The only way I would truly see myself as a writer was to believe it, versus believing it when I saw it.
When I created this blog, I took a step toward supporting my declaration. I didn’t know where my steps would take me.
Along my journey, I learned alot. I read books on the craft of writing. I learned how to use WordPress for managing this blog. I created a Twitter account and fumbled with my Tweets. I created a Facebook Fan Page for me, as a writer. I joined an online community of fellow writers. I read other bloggers and saved their “how to” articles in my Favorite Places. I followed their formulas for success.
I wrote everyday. I posted to my blog twice a week. My work helped me discover my writing voice. This discovery led me to have confidence in publishing my book, I’M IN, for Amazon Kindle. I was a self-published author!
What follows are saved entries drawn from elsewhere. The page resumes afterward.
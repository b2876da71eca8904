use newslens_lib::{
    classifier::{demo::{MAX_CONFIDENCE, MIN_CONFIDENCE}, AnyClassifier},
    history::HistoryStore,
    prediction::{NoopEvents, PredictionController, PredictionState, SubmitError},
    Database,
};

#[tokio::test]
async fn demo_flow_without_endpoint_persists_to_sqlite() {
    let dir = tempfile::tempdir().unwrap();
    let path = dir.path().join("newslens.sqlite3");

    let classifier = AnyClassifier::resolve(None, None).unwrap();
    let history = HistoryStore::open(Database::new(path.clone()).unwrap()).await;
    let controller = PredictionController::new(classifier, history, NoopEvents);

    assert_eq!(controller.model(), "demo");
    assert_eq!(controller.snapshot().await, PredictionState::Idle);

    let state = controller.submit("BREAKING NEWS NOW").await.unwrap();
    let record = state.record().unwrap();
    assert!((MIN_CONFIDENCE..=MAX_CONFIDENCE).contains(&record.confidence()));
    assert!(record.label() == "Fake" || record.label() == "Real");

    assert_eq!(controller.submit("  ").await, Err(SubmitError::EmptyInput));
    controller.submit("calm reporting").await.unwrap();

    drop(controller);

    let reopened = HistoryStore::open(Database::new(path).unwrap()).await;
    let texts: Vec<&str> = reopened.records().iter().map(|r| r.text()).collect();
    assert_eq!(texts, vec!["calm reporting", "BREAKING NEWS NOW"]);
    assert!(reopened.records()[0].time() >= reopened.records()[1].time());
}
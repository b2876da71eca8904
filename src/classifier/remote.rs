use std::time::Duration;

use anyhow::{Context, Result};
use reqwest::{Client, Url};
use serde::{Deserialize, Serialize};

use super::{Classification, Classifier, ClassifierError};

const ENABLE_LOGS: bool = true;

use crate::{log_info, log_warn};

pub const REMOTE_MODEL: &str = "remote";

#[derive(Serialize)]
struct PredictRequest<'a> {
    text: &'a str,
}

/// Only the fields we use; anything else in the body is ignored.
#[derive(Deserialize)]
struct PredictResponse {
    label: String,
    confidence: f64,
}

/// Posts `{"text": ...}` to a configured endpoint. One attempt per call.
pub struct RemoteClassifier {
    client: Client,
    endpoint: Url,
}

impl RemoteClassifier {
    pub fn new(endpoint: &str, timeout: Option<Duration>) -> Result<Self> {
        let endpoint = Url::parse(endpoint)
            .with_context(|| format!("invalid classifier endpoint '{endpoint}'"))?;

        let mut builder = Client::builder();
        if let Some(timeout) = timeout {
            builder = builder.timeout(timeout);
        }
        let client = builder.build().context("failed to build HTTP client")?;

        Ok(Self { client, endpoint })
    }
}

impl Classifier for RemoteClassifier {
    fn model(&self) -> &str {
        REMOTE_MODEL
    }

    async fn classify(&self, text: &str) -> Result<Classification, ClassifierError> {
        if text.trim().is_empty() {
            return Err(ClassifierError::empty_input());
        }

        let response = self
            .client
            .post(self.endpoint.clone())
            .json(&PredictRequest { text })
            .send()
            .await
            .map_err(|err| {
                log_warn!("Request to {} failed: {err}", self.endpoint);
                ClassifierError::network()
            })?;

        let status = response.status();
        if !status.is_success() {
            log_warn!("Classifier at {} answered {status}", self.endpoint);
            return Err(ClassifierError::server(status.as_u16()));
        }

        let body: PredictResponse = response
            .json()
            .await
            .map_err(|err| ClassifierError::malformed(err))?;

        if body.label.trim().is_empty() {
            return Err(ClassifierError::malformed("empty label"));
        }
        if !(0.0..=1.0).contains(&body.confidence) {
            return Err(ClassifierError::malformed(format!(
                "confidence {} outside [0, 1]",
                body.confidence
            )));
        }

        log_info!(
            "Remote classifier returned {} ({:.3})",
            body.label,
            body.confidence
        );

        Ok(Classification {
            label: body.label,
            confidence: body.confidence,
            model: REMOTE_MODEL.to_string(),
        })
    }
}
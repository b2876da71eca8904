fn main() {
    // The Tauri context (tauri.conf.json, frontend assets) is only needed by the desktop shell.
    #[cfg(feature = "desktop")]
    tauri_build::build();
}
//! # Threat feed — synthesized platform threat alerts
//!
//! Each tick rolls an emission probability and, on success, fabricates a
//! `ThreatEvent` from fixed category/platform/description vocabularies.
//! Alerts are immutable once created and live in a bounded
//! most-recent-first list.

use crate::bus::{EventBus, EventCategory};
use crate::types::{Severity, ThreatCategory};
use parking_lot::RwLock;
use rand::rngs::StdRng;
use rand::Rng;
use std::collections::HashMap;
use std::sync::atomic::{AtomicBool, AtomicU64, Ordering};
use std::sync::Arc;
use std::time::Duration;
use tracing::info;

/// Monitored platform names the feed attributes alerts to.
const PLATFORMS: [&str; 6] = [
    "Twitter/X",
    "TikTok",
    "YouTube",
    "Facebook",
    "Instagram",
    "Telegram",
];

const DESCRIPTIONS: [&str; 5] = [
    "Synthetic face detected in viral video",
    "Coordinated bot network spreading false claims",
    "AI-generated voice mimicking public figure",
    "Deepfake video of political candidate",
    "Manipulated audio in news broadcast",
];

/// A synthesized threat alert. Immutable once created.
#[derive(Debug, Clone, serde::Serialize, serde::Deserialize)]
pub struct ThreatEvent {
    pub id: u64,
    pub category: ThreatCategory,
    pub severity: Severity,
    /// Source platform name.
    pub source: String,
    pub description: String,
    pub reality_score: u8,
    pub timestamp_ms: i64,
}

pub struct ThreatFeedGenerator {
    alerts: RwLock<Vec<ThreatEvent>>,
    capacity: usize,
    emit_probability: f64,
    next_id: AtomicU64,
    ticks: AtomicU64,
    total_emitted: AtomicU64,
    running: Arc<AtomicBool>,
}

impl ThreatFeedGenerator {
    pub fn new(capacity: usize, emit_probability: f64) -> Self {
        Self {
            alerts: RwLock::new(Vec::with_capacity(capacity.max(1))),
            capacity: capacity.max(1),
            emit_probability: emit_probability.clamp(0.0, 1.0),
            next_id: AtomicU64::new(1),
            ticks: AtomicU64::new(0),
            total_emitted: AtomicU64::new(0),
            running: Arc::new(AtomicBool::new(false)),
        }
    }

    /// One generation cycle. Returns the new alert when the emission roll
    /// succeeds. Callable directly so tests never need a timer.
    pub fn tick(&self, rng: &mut StdRng) -> Option<ThreatEvent> {
        self.ticks.fetch_add(1, Ordering::Relaxed);
        if !rng.gen_bool(self.emit_probability) {
            return None;
        }

        let event = ThreatEvent {
            id: self.next_id.fetch_add(1, Ordering::Relaxed),
            category: ThreatCategory::ALL[rng.gen_range(0..ThreatCategory::ALL.len())],
            severity: Severity::THREAT_LEVELS[rng.gen_range(0..Severity::THREAT_LEVELS.len())],
            source: PLATFORMS[rng.gen_range(0..PLATFORMS.len())].to_string(),
            description: DESCRIPTIONS[rng.gen_range(0..DESCRIPTIONS.len())].to_string(),
            reality_score: rng.gen_range(10..50),
            timestamp_ms: chrono::Utc::now().timestamp_millis(),
        };

        let mut alerts = self.alerts.write();
        alerts.insert(0, event.clone());
        alerts.truncate(self.capacity);
        drop(alerts);

        self.total_emitted.fetch_add(1, Ordering::Relaxed);
        Some(event)
    }

    /// Start the generation loop. Each emitted alert is published on the
    /// bus as a ThreatAlert event carrying its own severity.
    pub fn start_periodic(self: &Arc<Self>, interval: Duration, mut rng: StdRng, bus: Arc<EventBus>) {
        self.running.store(true, Ordering::Relaxed);
        let feed = self.clone();
        let running = self.running.clone();

        info!(interval_ms = interval.as_millis() as u64, "Threat feed started");

        tokio::spawn(async move {
            let mut ticker = tokio::time::interval(interval);
            while running.load(Ordering::Relaxed) {
                ticker.tick().await;
                if !running.load(Ordering::Relaxed) {
                    break;
                }
                if let Some(event) = feed.tick(&mut rng) {
                    let mut details = HashMap::new();
                    details.insert("platform".into(), event.source.clone());
                    details.insert("category".into(), format!("{:?}", event.category));
                    details.insert("reality_score".into(), event.reality_score.to_string());
                    bus.emit(
                        "threat_feed",
                        EventCategory::ThreatAlert,
                        event.severity,
                        &event.description,
                        details,
                        vec!["feed".into()],
                    );
                }
            }
            info!("Threat feed stopped");
        });
    }

    pub fn stop(&self) {
        self.running.store(false, Ordering::Relaxed);
    }

    /// Snapshot of recent alerts, most-recent-first.
    pub fn alerts(&self) -> Vec<ThreatEvent> {
        self.alerts.read().clone()
    }

    pub fn ticks(&self) -> u64 {
        self.ticks.load(Ordering::Relaxed)
    }
    pub fn total_emitted(&self) -> u64 {
        self.total_emitted.load(Ordering::Relaxed)
    }
}

#[cfg(test)]
mod tests {
    use super::*;
    use rand::SeedableRng;

    #[test]
    fn list_bounded_and_most_recent_first() {
        let feed = ThreatFeedGenerator::new(5, 1.0);
        let mut rng = StdRng::seed_from_u64(1);
        let mut last_id = 0;
        for _ in 0..20 {
            let event = feed.tick(&mut rng).expect("probability 1.0 always emits");
            last_id = event.id;
        }
        let alerts = feed.alerts();
        assert_eq!(alerts.len(), 5);
        assert_eq!(alerts[0].id, last_id);
        // Strictly descending ids: most-recent-first, oldest evicted.
        for pair in alerts.windows(2) {
            assert!(pair[0].id > pair[1].id);
        }
    }

    #[test]
    fn emission_rate_tracks_probability() {
        let feed = ThreatFeedGenerator::new(5, 0.3);
        let mut rng = StdRng::seed_from_u64(42);
        for _ in 0..1000 {
            feed.tick(&mut rng);
        }
        let emitted = feed.total_emitted();
        // Binomial(1000, 0.3): mean 300, σ ≈ 14.5.
        assert!(
            (240..=360).contains(&emitted),
            "emitted {} outside statistical tolerance",
            emitted
        );
        assert_eq!(feed.ticks(), 1000);
    }

    #[test]
    fn reality_scores_in_synthesized_band() {
        let feed = ThreatFeedGenerator::new(5, 1.0);
        let mut rng = StdRng::seed_from_u64(9);
        for _ in 0..200 {
            let event = feed.tick(&mut rng).unwrap();
            assert!((10..50).contains(&event.reality_score));
        }
    }

    #[test]
    fn zero_probability_never_emits() {
        let feed = ThreatFeedGenerator::new(5, 0.0);
        let mut rng = StdRng::seed_from_u64(2);
        for _ in 0..100 {
            assert!(feed.tick(&mut rng).is_none());
        }
        assert!(feed.alerts().is_empty());
    }
}
use thiserror::Error;

pub type VerityResult<T> = Result<T, VerityError>;

#[derive(Error, Debug)]
pub enum VerityError {
    #[error("Configuration error: {0}")]
    Config(String),

    #[error("I/O error: {0}")]
    Io(#[from] std::io::Error),

    #[error("Config parse error: {0}")]
    TomlParse(#[from] toml::de::Error),

    #[error("Config encode error: {0}")]
    TomlEncode(#[from] toml::ser::Error),

    #[error("Serialization error: {0}")]
    Serde(#[from] serde_json::Error),

    #[error("Analysis {id} failed: {reason}")]
    AnalysisFailed { id: u64, reason: String },

    #[error("Engine is not running")]
    EngineStopped,
}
I considered myself a professional writer.
And then it happened… NOTHING…
Nobody commented on my blog posts. I have a handful of subscribers on my mailing list. I have a few Fans on my Facebook page. I sold a handful of books. Where was the fame and fortune that the books and bloggers promised if I followed their keys to success?
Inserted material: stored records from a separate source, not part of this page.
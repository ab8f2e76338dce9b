//! # Score heuristic — the mock "deepfake detection" model
//!
//! Produces a reality score, confidence, and detection labels from file
//! metadata alone. Deterministic penalties (size, filename indicators)
//! stack with media-kind-dependent random penalties and a final jitter.
//! Pure given its random source; any input is accepted.

use crate::types::{clamp_score, FileDescriptor, MediaKind};
use rand::Rng;

/// Every evaluation starts from this score and only gets worse.
const BASELINE_SCORE: f64 = 85.0;
/// Files above this size draw a flat penalty.
const LARGE_FILE_BYTES: u64 = 50 * 1024 * 1024;

/// Filename fragments that mark a submission as suspicious outright.
const SUSPICIOUS_NAME_FRAGMENTS: &[&str] = &["generated", "fake", "ai"];

// Detection label vocabulary, matching the product copy verbatim.
pub const LABEL_LARGE_FILE: &str = "Unusually large file size for content type";
pub const LABEL_SUSPICIOUS_NAME: &str = "Suspicious filename indicators";
pub const LABEL_FRAME_INCONSISTENCY: &str = "Potential frame inconsistencies";
pub const LABEL_COMPRESSION: &str = "Suspicious compression patterns";
pub const LABEL_VOICE_SYNTHESIS: &str = "Voice synthesis indicators";
pub const LABEL_MANIPULATION_ARTIFACTS: &str = "Digital manipulation artifacts";
pub const LABEL_HIGH_AI_PROBABILITY: &str = "High probability of AI generation";
pub const LABEL_MULTIPLE_INDICATORS: &str = "Multiple manipulation indicators";
pub const LABEL_MODERATE_RISK: &str = "Moderate manipulation risk";
pub const LABEL_MINOR_CONCERNS: &str = "Minor quality concerns";
pub const LABEL_NO_ISSUES: &str = "No significant issues detected";

/// Result of evaluating one file.
#[derive(Debug, Clone, serde::Serialize, serde::Deserialize)]
pub struct AnalysisVerdict {
    /// 0–100; higher means more likely authentic.
    pub reality_score: u8,
    /// 0–100; tracks the score with a random uplift.
    pub confidence: u8,
    /// Non-empty: at minimum the no-issues label.
    pub detections: Vec<String>,
}

/// Evaluate a file's metadata. The caller supplies the random source so
/// results are reproducible under a fixed seed.
pub fn evaluate(file: &FileDescriptor, rng: &mut impl Rng) -> AnalysisVerdict {
    let mut score = BASELINE_SCORE;
    let mut detections: Vec<String> = Vec::new();

    // Deterministic penalties first.
    if file.size_bytes > LARGE_FILE_BYTES {
        score -= 10.0;
        detections.push(LABEL_LARGE_FILE.into());
    }
    let lower_name = file.name.to_lowercase();
    if SUSPICIOUS_NAME_FRAGMENTS.iter().any(|f| lower_name.contains(f)) {
        score -= 30.0;
        detections.push(LABEL_SUSPICIOUS_NAME.into());
    }

    // Media-kind penalty plus per-kind detection draws. Video is the most
    // suspicious class and gets two independent draws.
    match file.media_kind {
        MediaKind::Video => {
            score -= rng.gen_range(0.0..20.0);
            if rng.gen_bool(0.3) {
                detections.push(LABEL_FRAME_INCONSISTENCY.into());
            }
            if rng.gen_bool(0.2) {
                detections.push(LABEL_COMPRESSION.into());
            }
        }
        MediaKind::Audio => {
            score -= rng.gen_range(0.0..15.0);
            if rng.gen_bool(0.25) {
                detections.push(LABEL_VOICE_SYNTHESIS.into());
            }
        }
        MediaKind::Image => {
            score -= rng.gen_range(0.0..10.0);
            if rng.gen_bool(0.2) {
                detections.push(LABEL_MANIPULATION_ARTIFACTS.into());
            }
        }
    }

    // Symmetric jitter, then clamp and floor.
    score += rng.gen_range(-10.0..10.0);
    let reality_score = clamp_score(score);

    // Score-band labels.
    if reality_score < 40 {
        detections.push(LABEL_HIGH_AI_PROBABILITY.into());
        detections.push(LABEL_MULTIPLE_INDICATORS.into());
    } else if reality_score < 60 {
        detections.push(LABEL_MODERATE_RISK.into());
    } else if reality_score < 80 {
        detections.push(LABEL_MINOR_CONCERNS.into());
    }

    if detections.is_empty() {
        detections.push(LABEL_NO_ISSUES.into());
    }

    let confidence = (reality_score as f64 * 0.8 + rng.gen_range(0.0..20.0)).floor() as u8;

    AnalysisVerdict {
        reality_score,
        confidence,
        detections,
    }
}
I built a platform and no one came to hear me. I tried to do too much, too soon, and my expectations were too high.
I lost my passion. My creativity vanished without warning. Words escaped me.
I was the hare who was beaten by the tortoise. I sprinted at the start, before warming up and I wore myself out. In effect, I “pulled a hammy” and injured myself.
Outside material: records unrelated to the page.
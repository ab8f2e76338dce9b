mod api;

use anyhow::Result;
use clap::Parser;
use std::path::PathBuf;
use std::sync::Arc;
use tracing::{error, info, warn, Level};
use tracing_subscriber::FmtSubscriber;
use verity_core::analysis::FAILURE_REASON_CORRUPT;
use verity_core::{FileDescriptor, MediaKind, MonitorEngine, Severity, WatchConfig};

#[derive(Parser, Debug)]
#[command(name = "verity-watch", version, about = "Verity Watch — Synthetic Media Monitoring Console")]
struct Cli {
    /// Configuration file path
    #[arg(short, long, default_value = "verity.toml")]
    config: String,

    /// Log level (overrides config file)
    #[arg(short, long)]
    log_level: Option<String>,

    /// RNG seed for a reproducible simulation (overrides config file)
    #[arg(short, long)]
    seed: Option<u64>,

    /// Generate a default config file and exit
    #[arg(long)]
    generate_config: bool,

    /// Dry-run: load config, validate, print report, exit
    #[arg(long)]
    dry_run: bool,

    /// JSON API bind address
    #[arg(long, default_value = "127.0.0.1:9790")]
    bind: String,

    /// Disable the JSON API
    #[arg(long)]
    no_api: bool,

    /// Media files to queue for analysis at startup
    #[arg(long)]
    analyze: Vec<PathBuf>,
}

#[tokio::main]
async fn main() -> Result<()> {
    let cli = Cli::parse();

    // ── Generate Config ──────────────────────────────────────────────
    if cli.generate_config {
        let config = WatchConfig::default();
        config.save(&cli.config)?;
        println!("Default configuration written to {}", cli.config);
        return Ok(());
    }

    // ── Load Config ──────────────────────────────────────────────────
    let mut config = WatchConfig::load(&cli.config).unwrap_or_else(|e| {
        eprintln!("Warning: {}, using defaults", e);
        WatchConfig::default()
    });
    if let Some(seed) = cli.seed {
        config.general.seed = Some(seed);
    }
    let log_level = cli.log_level.as_deref().unwrap_or(&config.general.log_level);

    // ── Tracing ──────────────────────────────────────────────────────
    let level = match log_level {
        "trace" => Level::TRACE,
        "debug" => Level::DEBUG,
        "warn" => Level::WARN,
        "error" => Level::ERROR,
        _ => Level::INFO,
    };
    let subscriber = FmtSubscriber::builder().with_max_level(level).finish();
    tracing::subscriber::set_global_default(subscriber)?;

    info!("Verity Watch v{}", env!("CARGO_PKG_VERSION"));
    if let Some(seed) = config.general.seed {
        info!(seed, "Running with a fixed seed (reproducible simulation)");
    }

    // ── Dry Run ──────────────────────────────────────────────────────
    if cli.dry_run {
        info!(
            queue_capacity = config.analysis.queue_capacity,
            threat_interval_ms = config.threat_feed.interval_ms,
            post_interval_ms = config.social_stream.interval_ms,
            map_interval_ms = config.threat_map.interval_ms,
            "Configuration valid"
        );
        info!("Dry-run complete.");
        return Ok(());
    }

    // ── Engine ───────────────────────────────────────────────────────
    let engine = Arc::new(MonitorEngine::new(config));
    engine.start();

    // High and Critical events go straight to the operator console.
    engine.bus().subscribe(
        "console_alerts",
        None,
        Some(Severity::High),
        vec![],
        Arc::new(|event| {
            warn!(
                source = %event.source,
                severity = ?event.severity,
                "{}",
                event.title
            );
        }),
    );

    // ── Startup Submissions ──────────────────────────────────────────
    for path in &cli.analyze {
        let name = path
            .file_name()
            .map(|n| n.to_string_lossy().into_owned())
            .unwrap_or_else(|| path.display().to_string());
        let ext = path.extension().and_then(|e| e.to_str()).unwrap_or("");
        match std::fs::metadata(path) {
            Ok(meta) => {
                let file = FileDescriptor {
                    name: name.clone(),
                    size_bytes: meta.len(),
                    media_kind: MediaKind::from_extension(ext),
                };
                let id = engine.submit(file)?;
                info!(id, file = %name, "Queued for analysis");
            }
            Err(e) => {
                let file = FileDescriptor {
                    name: name.clone(),
                    size_bytes: 0,
                    media_kind: MediaKind::from_extension(ext),
                };
                let id = engine.submit(file)?;
                engine.fail_analysis(id, FAILURE_REASON_CORRUPT)?;
                warn!(id, file = %name, error = %e, "File unreadable, analysis failed");
            }
        }
    }

    // ── JSON API ─────────────────────────────────────────────────────
    if !cli.no_api {
        let api_engine = engine.clone();
        let bind = cli.bind.clone();
        tokio::spawn(async move {
            if let Err(e) = api::start_api(api_engine, &bind).await {
                error!(error = %e, "API server failed");
            }
        });
        info!(addr = %cli.bind, "JSON API available at http://{}", cli.bind);
    }

    info!("Verity Watch running. Press Ctrl+C to stop.");
    tokio::signal::ctrl_c().await?;
    info!("Shutting down Verity Watch...");

    // ── Graceful Shutdown ────────────────────────────────────────────
    engine.shutdown();
    let stats = engine.stats();
    info!(
        events_published = engine.bus().total_published(),
        events_delivered = engine.bus().total_delivered(),
        active_threats = stats.active_threats,
        processed_total = stats.processed_total,
        analyses_completed = engine.queue().total_completed(),
        "Shutdown complete"
    );

    Ok(())
}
I quit writing. I quit the race.
After a few months of blaming my injury on “Writer’s Block” and “Mitigating Circumstances” I have stopped making excuses.
I am a writer. I have a voice that has healed. I am ready to speak and to be heard again.
No more Twitter! No more Fan Page! No more resistance disguised in lame excuses! No more seeking success, as defined by others!
I will be the tortoise and not the hare.
I will write for my love of writing. I will continue to be authentic and honest. I will be successful each time I have the courage to hit “publish” and send my words out to the world.
Thank you, family, friends, followers, and supporters for your patience.